The third known example is Scytosiphon lomentaria (Family
Scytosiphonaceae). This algae is distributed worldwide in warm and cold
temperate waters. In Japan, it has been reported from Hokkaido to Kyushu
(Figure 1; Hoshino et al, 2020c). It has a heteromorphic life history,
where generations of macroscopic dioicous isomorphic gametophytes
alternate with generations of microscopic discoid sporophytes (Nakamura
& Tatewaki, 1975). Its sexual reproduction is isogamous; female gametes
settle on the substratum sooner than male gametes and secrete sex
pheromones that attract male gametes (Fu et al., 2014b). In culture
condition, both female and male gametes develop parthenogenetically
(Nakamura & Tatewaki, 1975). In these Japanese populations, in addition
to the sexual populations that included both female and male
gametophytes, parthenogenetic populations consisting of only females are
known (Hoshino et al., 2019). To date, parthenogenetic populations have
been found only in Hokkaido, and sexual populations have been reported
from southern Honshu (Hoshino et al., 2019). Females in the
parthenogenetic populations release gametes that are larger in size,
produce lesser sex pheromones, and their parthenogenetic development is
rapid, compared with females in the sexual populations (Hoshino et al.,
2019).
In the present study, we focused on S. lomentaria , aiming
to reveal what kind of
environments parthenogenesis is favored over sexual reproduction and how
parthenogens have arisen.
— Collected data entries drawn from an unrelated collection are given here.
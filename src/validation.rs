//! Submission validation capability injected into the results service.

use serde::Deserialize;
use serde_json::Value;
use thiserror::Error;
use validator::{Validate, ValidationErrors};

use crate::domain::test_run::NewTestRun;
use crate::domain::types::TypeConstraintError;
use crate::forms::submission::SubmissionForm;

/// Path reported when the payload as a whole is malformed.
pub const PAYLOAD_PATH: &str = "payload";

/// A rejected submission with the offending field and the reason.
#[derive(Debug, Clone, Error, PartialEq, Eq)]
#[error("{path}: {reason}")]
pub struct ValidationError {
    pub path: String,
    pub reason: String,
}

impl ValidationError {
    pub fn new(path: impl Into<String>, reason: impl Into<String>) -> Self {
        Self {
            path: path.into(),
            reason: reason.into(),
        }
    }
}

impl From<ValidationErrors> for ValidationError {
    /// Keeps the first failing field in name order.
    fn from(errors: ValidationErrors) -> Self {
        let mut fields: Vec<_> = errors.field_errors().into_iter().collect();
        fields.sort_by(|(a, _), (b, _)| a.cmp(b));

        fields
            .into_iter()
            .find_map(|(field, errs)| {
                errs.first().map(|err| {
                    let reason = err
                        .message
                        .as_ref()
                        .map(ToString::to_string)
                        .unwrap_or_else(|| err.code.to_string());
                    ValidationError::new(field.to_string(), reason)
                })
            })
            .unwrap_or_else(|| ValidationError::new(PAYLOAD_PATH, "invalid payload"))
    }
}

/// Turns a raw submission into a typed test run.
pub trait PayloadValidator: Send + Sync {
    fn validate(&self, raw: &Value) -> Result<NewTestRun, ValidationError>;
}

/// Validator for the test run submission format.
#[derive(Debug, Default, Clone, Copy)]
pub struct SubmissionValidator;

impl PayloadValidator for SubmissionValidator {
    fn validate(&self, raw: &Value) -> Result<NewTestRun, ValidationError> {
        if !raw.is_object() {
            return Err(ValidationError::new(
                PAYLOAD_PATH,
                "payload must be a JSON object",
            ));
        }

        let form = SubmissionForm::deserialize(raw)
            .map_err(|err| ValidationError::new(PAYLOAD_PATH, err.to_string()))?;
        form.validate()?;
        if let Some((index, reason)) = form.invalid_case() {
            return Err(ValidationError::new(format!("results[{index}].name"), reason));
        }

        NewTestRun::try_from(form).map_err(|err| match err {
            TypeConstraintError::EmptyString | TypeConstraintError::TooLong(_) => {
                ValidationError::new("cpid", err.to_string())
            }
            _ => ValidationError::new(PAYLOAD_PATH, err.to_string()),
        })
    }
}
To achieve this aim, we used samples from a
wide geographical range (33 localities across Japan, three localities
from Europe, and two localities from Argentina), we conducted (1) sex
ratio investigations, (2) phylogenetic and population genetic analyses
based on mitochondrial cox 1, nuclear cetn -int2, and
genome-wide single nucleotide polymorphism (SNP) markers, and (3)
crossing experiments and analyses of sex pheromone production.